Exactly the lines from the opening of the data through the line containing "pub const LOST_TO_SHOT: &str" should be reproduced, please, with nothing added.

───── Stored data ─────

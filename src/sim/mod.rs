//! Deterministic simulation module
//!
//! All gameplay logic lives here. This module must be pure and deterministic:
//! - Fixed timestep only
//! - Seeded RNG only
//! - Stable iteration order (backward over each collection)
//! - No rendering or platform dependencies

pub mod boss;
pub mod collision;
pub mod entity;
pub mod level;
pub mod rect;
pub mod snapshot;
pub mod spawn;
pub mod state;
pub mod tick;

pub use boss::{AttackMode, BossAttack};
pub use collision::Resolution;
pub use entity::{
    Boss, Collectible, CollectibleKind, Enemy, EnemyKind, Flower, FlowerState, Player, PlayerMode,
    Projectile, ProjectileOwner,
};
pub use level::{LEVEL_COUNT, LevelConfig, ResourceGoals, level_config};
pub use rect::Rect;
pub use snapshot::{EntityView, Snapshot};
pub use state::{GameEvent, GamePhase, GameState, Outcome, World};
pub use tick::{Stepper, TickInput, start_level, tick};
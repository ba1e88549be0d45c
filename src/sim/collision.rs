//! Collision detection and resolution
//!
//! Runs once per tick after every entity has advanced. Each pairing is an
//! independent sweep over axis-aligned bounds with immediate resolution.
//! Collections are walked backward so in-place removal never skips or
//! revisits an entry, and a removed entity is simply absent from every later
//! sweep.
//!
//! Sweep order:
//! 1. player shots x enemies (kills may drop a collectible)
//! 2. player shots x boss
//! 3. player collection zone x collectibles
//! 4. enemy shots x player (damages the flower)
//! 5. player x enemies (damages the flower)
//! 6. player shots x enemy shots (clash)
//!
//! Flower damage routes through [`damage_objective`]; the step that kills the
//! flower returns [`Resolution::ObjectiveLost`] and no later sweep runs.

use glam::Vec2;
use rand::Rng;

use super::entity::{Collectible, CollectibleKind, Enemy, Projectile};
use super::level::LevelConfig;
use super::rect::Rect;
use super::state::{GameEvent, World};
use crate::tuning::Tuning;

/// Game over message when an enemy shot lands the final hit
pub const LOST_TO_SHOT: &str = "You couldn't protect the memory... It shattered.";
/// Game over message when enemy contact with the player lands the final hit
pub const LOST_TO_CONTACT: &str = "The chaos was too much for the fragile memory.";
/// Game over message when an enemy reaches the flower
pub const LOST_TO_INVASION: &str = "The memory faded... The flower is gone.";

/// Outcome of a resolution pass
#[derive(Debug, Clone, Copy, PartialEq, Eq)]
pub enum Resolution {
    Continue,
    /// The flower died; carries the game over message
    ObjectiveLost(&'static str),
}

/// Index of the last item (scanning backward) whose bounds overlap `target`
pub fn first_overlap<T>(items: &[T], target: &Rect, bounds: impl Fn(&T) -> Rect) -> Option<usize> {
    items.iter().rposition(|item| bounds(item).intersects(target))
}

─────

- **Answer section**:
filename src/sim/mod.rs
//! Deterministic simulation module
//!
//! All gameplay logic lives here. This module must be pure and deterministic:
//! - Fixed timestep only
//! - Seeded RNG only
//! - Stable iteration order (backward over each collection)
//! - No rendering or platform dependencies

pub mod boss;
pub mod collision;
pub mod entity;
pub mod level;
pub mod rect;
pub mod snapshot;
pub mod spawn;
pub mod state;
pub mod tick;

pub use boss::{AttackMode, BossAttack};
pub use collision::Resolution;
pub use entity::{
    Boss, Collectible, CollectibleKind, Enemy, EnemyKind, Flower, FlowerState, Player, PlayerMode,
    Projectile, ProjectileOwner,
};
pub use level::{LEVEL_COUNT, LevelConfig, ResourceGoals, level_config};
pub use rect::Rect;
pub use snapshot::{EntityView, Snapshot};
pub use state::{GameEvent, GamePhase, GameState, Outcome, World};
pub use tick::{Stepper, TickInput, start_level, tick};
repository ba1e88549be0d45c
filename src/sim/collision.rs
//! Collision detection and resolution
//!
//! Runs once per tick after every entity has advanced. Each pairing is an
//! independent sweep over axis-aligned bounds with immediate resolution.
//! Collections are walked backward so in-place removal never skips or
//! revisits an entry, and a removed entity is simply absent from every later
//! sweep.
//!
//! Sweep order:
//! 1. player shots x enemies (kills may drop a collectible)
//! 2. player shots x boss
//! 3. player collection zone x collectibles
//! 4. enemy shots x player (damages the flower)
//! 5. player x enemies (damages the flower)
//! 6. player shots x enemy shots (clash)
//!
//! Flower damage routes through [`damage_objective`]; the step that kills the
//! flower returns [`Resolution::ObjectiveLost`] and no later sweep runs.

use glam::Vec2;
use rand::Rng;

use super::entity::{Collectible, CollectibleKind, Enemy, Projectile};
use super::level::LevelConfig;
use super::rect::Rect;
use super::state::{GameEvent, World};
use crate::tuning::Tuning;

/// Game over message when an enemy shot lands the final hit
pub const LOST_TO_SHOT: &str = "You couldn't protect the memory... It shattered.";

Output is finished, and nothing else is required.